McAuliffe attended Framingham State College in her hometown, graduating in 1970.   
A few weeks later she married her longstanding boyfriend, Steven McAuliffe, and     
they moved to the Washington, DC, metropolitan area so Steven could attend         
Georgetown Law School. She took a job teaching in the secondary schools,           
specializing in American history and social studies. They stayed in the             
Washington area for the next eight years, she teaching and completing an M.A.       
from Bowie State University, in Maryland. They moved to Concord, New Hampshire,     
in 1978 when Steven accepted a job as an assistant to the state attorney general.   
Christa took a teaching post at Concord High School in 1982, and in 1984 learned   
about NASA's efforts to locate an educator to fly on the Shuttle.
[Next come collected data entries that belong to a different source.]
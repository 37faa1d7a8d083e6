//! Launch, drain and reap: produces exactly one [`SpawnResult`] per call.

use crate::deadline::{Budget, Clock, Deadline, MonotonicClock};
use crate::error::ExecError;
use crate::exec_image::ExecImage;
use crate::launcher::{launch, Launched};
use crate::multiplex::{Drain, Multiplexer};
use crate::output::SpawnResult;
use crate::prepared::PreparedSpawn;
use nix::errno::Errno;
use nix::sys::signal::{kill, Signal};
use nix::sys::wait::{waitpid, WaitPidFlag, WaitStatus};
use nix::unistd::Pid;
use std::thread;
use std::time::Duration;
use tracing::{debug, instrument, warn};

/// How often a child that closed its output is checked for exit.
const REAP_POLL_INTERVAL: Duration = Duration::from_millis(10);

/// Run `prepared` to completion, timeout, or launch failure.
#[instrument(level = "debug", skip_all, fields(program = %prepared.program().to_string_lossy()))]
pub(crate) fn supervise(prepared: &PreparedSpawn) -> Result<SpawnResult, ExecError> {
    supervise_with_clock(prepared, MonotonicClock::new())
}

pub(crate) fn supervise_with_clock<C: Clock>(
    prepared: &PreparedSpawn,
    clock: C,
) -> Result<SpawnResult, ExecError> {
    let image = ExecImage::new(prepared.argv(), prepared.env());
    let Launched {
        pid,
        streams,
        release,
    } = launch(&image)?;

    let mut mux = Multiplexer::new(streams, prepared.limits().chunk_size);
    let deadline = Deadline::start_with_clock(prepared.limits().timeout, clock);

    if let Err(source) = release.release() {
        kill_and_reap(pid)?;
        return Err(ExecError::Handshake { pid, source });
    }
    debug!(%pid, "child released");

    let outcome = match mux.drain(&deadline) {
        Ok(outcome) => outcome,
        Err(e) => {
            kill_and_reap(pid)?;
            return Err(e);
        }
    };
    // Closes the read ends.
    let buffers = mux.into_buffers();

    let exit_code = match outcome {
        Drain::Finished => wait_within(pid, &deadline)?,
        Drain::TimedOut => None,
    };

    let Some(exit_code) = exit_code else {
        warn!(%pid, timeout = ?prepared.limits().timeout, "deadline expired, killing child");
        kill_and_reap(pid)?;
        return Ok(SpawnResult::TimedOut {
            stdout: buffers.stdout,
            stderr: buffers.stderr,
        });
    };

    if !buffers.launch_error.is_empty() {
        let message = String::from_utf8_lossy(&buffers.launch_error)
            .trim_end()
            .to_string();
        debug!(%pid, %message, "launch failed");
        return Ok(SpawnResult::SpawnFailed { message });
    }

    debug!(%pid, exit_code, "child completed");
    Ok(SpawnResult::Completed {
        exit_code,
        stdout: buffers.stdout,
        stderr: buffers.stderr,
    })
}

/// Wait for `pid` to exit without outliving the deadline. `None` means the
/// deadline expired first.
///
/// End-of-stream on every channel usually means the child exited, but a
/// child may close its output and keep running.
fn wait_within<C: Clock>(pid: Pid, deadline: &Deadline<C>) -> Result<Option<i32>, ExecError> {
    loop {
        match deadline.remaining() {
            Budget::Unbounded => return wait_for_exit(pid).map(Some),
            Budget::Expired => return Ok(None),
            Budget::Remaining(left) => {
                if let Some(code) = try_wait(pid)? {
                    return Ok(Some(code));
                }
                thread::sleep(left.min(REAP_POLL_INTERVAL));
            }
        }
    }
}

/// Exit code for a terminal wait status. A child terminated by a signal
/// yields the negated signal number.
fn status_code(status: WaitStatus) -> Option<i32> {
    match status {
        WaitStatus::Exited(_, code) => Some(code),
        WaitStatus::Signaled(_, signal, _) => Some(-(signal as i32)),
        _ => None,
    }
}

/// Block until `pid` terminates and return its exit code.
fn wait_for_exit(pid: Pid) -> Result<i32, ExecError> {
    loop {
        match waitpid(pid, None) {
            Ok(status) => {
                // Stop/continue notifications are not requested; keep waiting.
                if let Some(code) = status_code(status) {
                    debug!(%pid, code, "reaped child");
                    return Ok(code);
                }
            }
            Err(Errno::EINTR) => {}
            Err(source) => return Err(ExecError::Wait { pid, source }),
        }
    }
}

/// Reap `pid` if it has terminated, without blocking.
fn try_wait(pid: Pid) -> Result<Option<i32>, ExecError> {
    loop {
        match waitpid(pid, Some(WaitPidFlag::WNOHANG)) {
            Ok(status) => {
                let code = status_code(status);
                if let Some(code) = code {
                    debug!(%pid, code, "reaped child");
                }
                return Ok(code);
            }
            Err(Errno::EINTR) => {}
            Err(source) => return Err(ExecError::Wait { pid, source }),
        }
    }
}

/// Make sure `pid` is gone: SIGKILL it unless it already exited, then reap.
fn kill_and_reap(pid: Pid) -> Result<(), ExecError> {
    if try_wait(pid)?.is_some() {
        return Ok(());
    }

    match kill(pid, Signal::SIGKILL) {
        // ESRCH: exited between the check and the kill; still needs reaping.
        Ok(()) | Err(Errno::ESRCH) => {}
        Err(source) => return Err(ExecError::Kill { pid, source }),
    }
    wait_for_exit(pid).map(|_| ())
}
The intent was   
to find a gifted teacher who could communicate with students from space.           
NASA selected McAuliffe for this position in the summer of 1984 and in the fall     
she took a year-long leave of absence from teaching, during which time NASA         
would pay her salary, and trained for an early 1986 Shuttle mission. She had an     
immediate rapport with the media, and the teacher in space program received         
tremendous popular attention as a result. It is in part because of the             
excitement over McAuliffe's presence on the Challenger that the accident had       
such a significant impact on the nation.                                           
Christa attended Framingham High School and Marian High School in Framingham.       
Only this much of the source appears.